We are subject to the following material taxing jurisdictions: U.S. federal. We also have material operations in the state of Wyoming; however, Wyoming does not impose a corporate income tax. The tax years that remain open to examination by the U.S. Internal Revenue Service are years 2005 through 2008. Due to our net operating loss carry forwards, the Internal Revenue Service may also adjust the amount of loss realizable under examination back to 2003.
Derivatives
We use derivative instruments to manage our exposure to fluctuating natural gas prices through the use of natural gas swap and option contracts. We account for derivative instruments or hedging activities under the provisions of SFAS No. 133, "Accounting for Derivative Instruments and Hedging Activities." SFAS No. 133 requires us to record derivative instruments at their fair value. If the derivative is designated as a fair value hedge, the changes in the fair value of the derivative and of the hedged item attributable to the hedged risk are recognized in earnings. If the derivative is designated as a cash flow hedge, the effective portions of changes in the fair value of the derivative are recorded in other comprehensive income (loss) and are recognized in the statement of operations when the hedged item affects earnings. Ineffective portions of changes in the fair value of cash flow hedges, if any, are recognized in earnings. Changes in the fair value of derivatives that do not qualify for hedge treatment are recognized in earnings. Please see Note 5 included in the accompanying unaudited Notes to Financial Statements for additional discussions of derivatives.
We periodically hedge a portion of our oil and gas production through swap and collar agreements. The purpose of the hedges is to provide a measure of stability to our cash flows in an environment of volatile oil and gas prices and to manage the exposure to commodity price risk. Our management decided not to use hedge accounting for these agreements. Therefore, in accordance with the provisions of SFAS No. 133, the changes in fair market value are recognized in earnings.
Stock-Based Compensation
Effective January 1, 2006, we adopted SFAS No. 123(R), "Share-Based Payments," which requires companies to recognize compensation expense for share-based payments based on the estimated fair value of the awards.

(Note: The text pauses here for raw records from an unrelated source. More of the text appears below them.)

//! # Error Policy
//!
//! Error handling and backoff for the controller.
//! Covers failed reconciles and errors surfacing from watch streams.

use crate::controller::reconciler::{BackoffState, Reconciler, ReconcilerError};
use crate::crd::Puller;
use crate::observability;
use kube::ResourceExt;
use kube_runtime::controller::Action;
use std::sync::Arc;
use std::time::Duration;
use tracing::{error, info, warn};

/// Requeue a failed `Puller` with Fibonacci backoff
///
/// Backoff is tracked per resource so one failing `Puller` never slows down
/// another. A successful reconcile resets it.
pub fn handle_reconciliation_error(
    obj: Arc<Puller>,
    error: &ReconcilerError,
    ctx: Arc<Reconciler>,
) -> Action {
    let name = obj.name_any();
    error!(puller = %name, error = %error, "Reconciliation error");
    observability::metrics::increment_reconciliation_errors();

    let (backoff_seconds, error_count) = match ctx.backoff_states.lock() {
        Ok(mut states) => {
            let state = states.entry(name.clone()).or_insert_with(|| {
                BackoffState::new(
                    ctx.config.error_backoff_min_secs,
                    ctx.config.error_backoff_max_secs,
                )
            });
            state.increment_error();
            (state.backoff.next_backoff_seconds(), state.error_count)
        }
        Err(e) => {
            warn!("Failed to lock backoff_states: {}, using minimum backoff", e);
            (ctx.config.error_backoff_min_secs, 0)
        }
    };

    info!(
        puller = %name,
        backoff_seconds,
        error_count,
        "Retrying with Fibonacci backoff"
    );
    observability::metrics::increment_requeues_total("error-backoff");
    Action::requeue(Duration::from_secs(backoff_seconds))
}

/// Kind of failure reported by a watch stream
#[derive(Debug, Clone, Copy, PartialEq, Eq)]
pub enum WatchErrorKind {
    /// 401: RBAC revoked or token expired
    Unauthorized,
    /// 410: resource version too old, the watcher relists
    Expired,
    /// 429: API server storage (re)initializing
    TooManyRequests,
    /// Object vanished between event and fetch
    NotFound,
    Other,
}

/// Classify a watch error from its rendered message
pub fn classify_watch_error(error: &str) -> WatchErrorKind {
    if error.contains("401") || error.contains("Unauthorized") {
        WatchErrorKind::Unauthorized
    } else if error.contains("410")
        || error.contains("too old resource version")
        || error.contains("Expired")
        || error.contains("Gone")
    {
        WatchErrorKind::Expired
    } else if error.contains("429")
        || error.contains("storage is (re)initializing")
        || error.contains("TooManyRequests")
    {
        WatchErrorKind::TooManyRequests
    } else if error.contains("ObjectNotFound")
        || (error.contains("404") && error.contains("not found"))
    {
        WatchErrorKind::NotFound
    } else {
        WatchErrorKind::Other
    }
}

/// Log a watch stream error at a level matching its kind
///
/// The watchers restart on their own with backoff; this only reports.
pub fn log_watch_error(source: &str, error: &str) -> WatchErrorKind {
    let kind = classify_watch_error(error);
    match kind {
        WatchErrorKind::Unauthorized => {
            error!(source, error, "Watch authentication failed (401 Unauthorized) - RBAC may have been revoked or token expired");
            error!("Verify the ClusterRole 'puller-controller' grants list/watch on pullers, namespaces, secrets and serviceaccounts:");
            error!("  kubectl auth can-i watch pullers.puller.io --as=system:serviceaccount:<namespace>:puller-controller");
        }
        WatchErrorKind::Expired => {
            warn!(source, error_type = "410", "Watch resource version expired, relisting");
        }
        WatchErrorKind::TooManyRequests => {
            warn!(source, error, "API server storage reinitializing (429), backing off");
        }
        WatchErrorKind::NotFound => {
            warn!(source, "Resource not found (likely deleted), continuing watch");
        }
        WatchErrorKind::Other => {
            error!(source, error, "Watch stream error");
        }
    }
    kind
}
//! # Metrics Module
//!
//! Prometheus metrics for monitoring the controller.
//!
//! ## Sub-modules
//!
//! - `registry` - Metrics registry setup, registration and text exposition
//! - `controller_metrics` - Reconcile, requeue and object write metrics

pub mod controller_metrics;
pub mod registry;

pub use controller_metrics::*;
pub use registry::*;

We recognized an expense of approximately $121,000 for the three months ended March 31, 2009, based on the fair value of vested options. We recognized an expense of approximately $78,000 for the three months ended March 31, 2009, based on the fair value of restricted stock that vested during the quarter. SFAS No. 123(R) also requires that the benefits of tax deductions in excess of compensation cost recognized for stock awards and options ("excess tax benefits") be presented as financing cash inflows in the Statement of Cash Flows.
Accounts Receivable
Our revenue producing activities are conducted primarily in Wyoming. We grant credit to qualified customers, which potentially subjects us to credit risk resulting from, among other factors, adverse changes in the industry in which we operate and the financial condition of our customers. We continuously monitor collections and payments from our customers and, if necessary, record an allowance for doubtful accounts based upon historical experience and any specific customer collection issues identified. We recorded an allowance of $100,000 at each of March 31, 2009 and December 31, 2008.
Transportation Costs
We account for transportation costs under Emerging Issues Task Force Issues 00-10, "Accounting for Shipping and Handling Fees and Costs," whereby amounts paid for transportation are classified as operating expenses.
Legal Estimates
From time to time, we are subject to legal proceedings and claims that arise in the ordinary course of business. We account for these costs under SFAS No. 5, "Accounting for Contingencies," which states that a loss contingency be recorded if it is probable that a liability has been incurred and it is reasonably estimatable. At March 31, 2009 and December 31, 2008, we recorded no liability for legal proceedings.